Tesla logs show that Model X driver hit the accelerator, not Autopilot - belltaco
http://electrek.co/2016/06/06/tesla-model-x-crash-not-at-fault/
======
mtgx
I wonder though, how easy would it be for someone to hack a Tesla car, crash
the car while it's on AutoPilot, and then have the logs say that it was the
driver's fault, so it was "just an accident", and not an assassination?

I imagine the people at NSA/CIA are already testing for this.

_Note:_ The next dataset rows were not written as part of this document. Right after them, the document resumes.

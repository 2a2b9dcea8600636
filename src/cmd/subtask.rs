//! Subtask commands: `hive subtask create|list|update`.

use anyhow::Result;

use hive::config::Config;
use hive::task::{SubtaskType, TaskStatus};

use super::super::SubtaskCommands;
use super::{print_json, styled_status};

pub fn cmd_subtask(config: &Config, command: &SubtaskCommands, json: bool) -> Result<()> {
    let subtasks = config.subtasks();

    match command {
        SubtaskCommands::Create {
            feature,
            task,
            name,
            subtask_type,
            description,
        } => {
            let subtask_type = subtask_type
                .as_deref()
                .map(str::parse::<SubtaskType>)
                .transpose()?;
            let subtask = subtasks.create(feature, task, name, subtask_type, description)?;
            if json {
                return print_json(&subtask);
            }
            println!(
                "{} subtask {} ({})",
                console::style("Created").green().bold(),
                console::style(&subtask.record.id).cyan(),
                subtask.folder
            );
        }
        SubtaskCommands::List { feature, task } => {
            let list = subtasks.list(feature, task)?;
            if json {
                return print_json(&list);
            }
            if list.is_empty() {
                println!("No subtasks under {}.", task);
                return Ok(());
            }
            for subtask in &list {
                let kind = subtask
                    .record
                    .subtask_type
                    .map(|t| t.to_string())
                    .unwrap_or_default();
                println!(
                    "{:<6} {:<12} {:<10} {}",
                    subtask.record.id,
                    styled_status(subtask.record.status),
                    console::style(kind).dim(),
                    subtask.record.name
                );
            }
        }
        SubtaskCommands::Update {
            feature,
            task,
            subtask,
            status,
            summary,
        } => {
            let status = status.as_deref().map(str::parse::<TaskStatus>).transpose()?;
            let updated = subtasks.update(feature, task, subtask, status, summary.clone())?;
            if json {
                return print_json(&updated);
            }
            println!("{} -> {}", updated.record.id, styled_status(updated.record.status));
        }
    }
    Ok(())
}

Self-driving
cars are scary, especially when you consider that the vast majority of car
makers who want to build self-driving cars still aren't taking security
seriously, and even continue to send unsigned updates over HTTP. Whatever
security Tesla has for its car is actually the exception, not the rule, but I
doubt even Tesla has good enough security to protect its cars against state
actors, especially when all of its cars can be updated/attacked remotely.

------
dekhn
I think it's really interesting how Tesla instrumented their devices to
provide them with effectively audit-level diagnostics that can help them
disprove driver claims (note: humans often misattribute their own errors to
mechanisms), and purchasers of the car have effectively agreed to be audited
in this way.

The implications of this are profound and I'm curious how it will play out-
will people reject cars that produce evidence that show they caused crashes?
Embrace them?